Do You Have Critters in Your Garden?

by La Jolla Mom on July 28, 2009

in Gardening, Vegetables and Herbs

Believe it or not, I do. We live on a small canyon. I have seen rats, possums and raccoons. We have tried several times to grow vegetables and failed. Something was eating them. I even had a habanero pepper plant that I was convinced whatever it was would stay away from. I don’t even eat those because they are so hot. The critter ate the peppers off. Then it came back for more, again and again. I couldn’t believe it. It even ate the flowers off my marigolds. It does not like rosemary or lavender but ate my sunflower seelings down to the ground. Picky eater.

So when we moved back to La Jolla from Hong Kong, we searched for a solution because I really, really at the very least, wanted a sizeable herb garden. I hate running to the store at the last minute to buy fresh herbs and to top it off, they are expensive and the remainder often spoil unused. Plus, La Jolla Girl loves gardening.

I searched and searched. I tried fox urine granules. That worked, but they don’t last forever and if you forget to reapply, then whatever it is you’re trying to save winds up eaten the second the scent disappears. I even read about using your husband’s sweaty shirt to ward off critters. No way was I going to have that grossness on display. Yuck.

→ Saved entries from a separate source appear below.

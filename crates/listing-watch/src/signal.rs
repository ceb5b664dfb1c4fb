use std::sync::atomic::{AtomicBool, Ordering};

use tokio::sync::Notify;

/// One-shot close flag shared between a watcher, its fetcher, and handles.
#[derive(Debug, Default)]
pub struct CloseSignal {
    closed: AtomicBool,
    notify: Notify,
}

impl CloseSignal {
    pub fn new() -> Self {
        Self::default()
    }

    /// Set the flag and wake every pending `closed()` waiter. Idempotent.
    pub fn close(&self) {
        if !self.closed.swap(true, Ordering::SeqCst) {
            self.notify.notify_waiters();
        }
    }

    pub fn is_closed(&self) -> bool {
        self.closed.load(Ordering::SeqCst)
    }

    /// Resolves once `close()` has been called.
    pub async fn closed(&self) {
        let notified = self.notify.notified();
        tokio::pin!(notified);
        // Register before checking the flag so a concurrent close is not missed
        notified.as_mut().enable();
        if self.is_closed() {
            return;
        }
        notified.await;
    }
}
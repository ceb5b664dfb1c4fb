//! Configuration error types

use thiserror::Error;

/// Errors raised while loading or validating configuration
#[derive(Error, Debug)]
pub enum Error {
    #[error("Configuration error: {0}")]
    Config(String),

    #[error("missing secret {name}: set {env} or {file_field}")]
    MissingSecret {
        name: &'static str,
        env: &'static str,
        file_field: &'static str,
    },

    #[error("I/O error: {0}")]
    Io(#[from] std::io::Error),

    #[error("TOML parse error: {0}")]
    Toml(#[from] toml::de::Error),
}

impl Error {
    /// Shorthand for a validation failure on a named config field.
    pub fn invalid(field: &str, reason: impl std::fmt::Display) -> Self {
        Self::Config(format!("{field}: {reason}"))
    }
}

/// Result alias using common Error
pub type Result<T> = std::result::Result<T, Error>;
//! Bounded retry budgets
//!
//! A `RetryPolicy` only answers two questions for a call site that owns the
//! loop: may another attempt be made, and how long to wait before it. Keeping
//! the loop at the call site lets each caller decide which outcomes consume
//! budget (a rate-limit reschedule does not, a 5xx does).

use std::time::Duration;

/// Delay applied before a retry attempt.
#[derive(Debug, Clone, Copy, PartialEq, Eq)]
pub enum Backoff {
    /// Retry immediately.
    None,
    /// Same delay before every retry.
    Fixed(Duration),
}

/// Retry budget: `retries` additional attempts after the first one.
#[derive(Debug, Clone, Copy, PartialEq, Eq)]
pub struct RetryPolicy {
    pub retries: u32,
    pub backoff: Backoff,
}

impl RetryPolicy {
    pub const fn new(retries: u32, backoff: Backoff) -> Self {
        Self { retries, backoff }
    }

    /// Retries with no delay between attempts.
    pub const fn immediate(retries: u32) -> Self {
        Self::new(retries, Backoff::None)
    }

    /// Total attempts including the first.
    pub const fn max_attempts(&self) -> u32 {
        self.retries + 1
    }

    /// Whether another attempt is allowed after `attempts_made` attempts.
    pub fn should_retry(&self, attempts_made: u32) -> bool {
        attempts_made < self.max_attempts()
    }

    /// Delay to wait before attempt number `attempts_made + 1`.
    pub fn delay_before(&self, attempts_made: u32) -> Duration {
        if attempts_made == 0 {
            return Duration::ZERO;
        }
        match self.backoff {
            Backoff::None => Duration::ZERO,
            Backoff::Fixed(delay) => delay,
        }
    }
}
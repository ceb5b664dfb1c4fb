//! Error types for API calls and page fetches

use std::time::Duration;

/// Errors from the API client and page sources.
#[derive(Debug, thiserror::Error)]
pub enum Error {
    #[error("credential unavailable: {0}")]
    Credential(#[from] listing_auth::Error),

    #[error("no response after {attempts} attempts: {message}")]
    Transport { attempts: u32, message: String },

    #[error("you are doing this too much, try again in: {secs} seconds", secs = .wait.as_secs_f64())]
    RateLimited {
        wait: Duration,
        status: u16,
        body: serde_json::Value,
    },

    #[error("unrecognized response status {status}")]
    Unrecognized {
        status: u16,
        body: serde_json::Value,
    },

    #[error("invalid endpoint {endpoint}: {reason}")]
    InvalidEndpoint { endpoint: String, reason: String },

    #[error("listing request returned status {status}")]
    Status { status: u16 },

    #[error("malformed listing: {0}")]
    Decode(String),
}

impl Error {
    /// Status/body pair carried by errors that did receive a response.
    pub fn response(&self) -> Option<(u16, &serde_json::Value)> {
        match self {
            Error::RateLimited { status, body, .. } | Error::Unrecognized { status, body } => {
                Some((*status, body))
            }
            _ => None,
        }
    }
}

/// Result alias for client operations.
pub type Result<T> = std::result::Result<T, Error>;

I landed on the Gardeners Supply website and bought a Large Pop-Up Net, but La Jolla Dad calls it “the raccoon tent”. I wanted raised veggie beds anyway. It fits perfectly over a 3′x3′ Grow Bed. We put some herbs and a tomato plant inside the raccoon tent and let them grow. I have no idea what kind of tomato plant I put in there because before I knew it, the entire garden bed was full. I swear it happened in a matter of days. See the photo above. It began busting through the seams, literally, and I’ve had to prune it back several times.

The moral of the story, however, is this. If you use something like this you have to be very mindfull of mould and other diseases. This tomato plant was so dense inside this tent that it caught a white fungus that I didn’t see until it got to the outer leaves. By that time it was too late and then it spread to my prized dahlias. See my dahlia posts here and here. I’ve been fighting it with an organic fungucide, and it’s been a total pain. I suspect it could be from moisture or whatever being trapped in such a dense area. When in doubt, I clip off a leaf, put it in a ziploc bag and take it to the local nursery for diagnosis.

I love this tent but next year I will plant smaller things like peppers and herbs in it. No more tomatos for now, however, this crop is delicious. I used exactly the soil mix that is recommended on the Gardeners Supply Company site.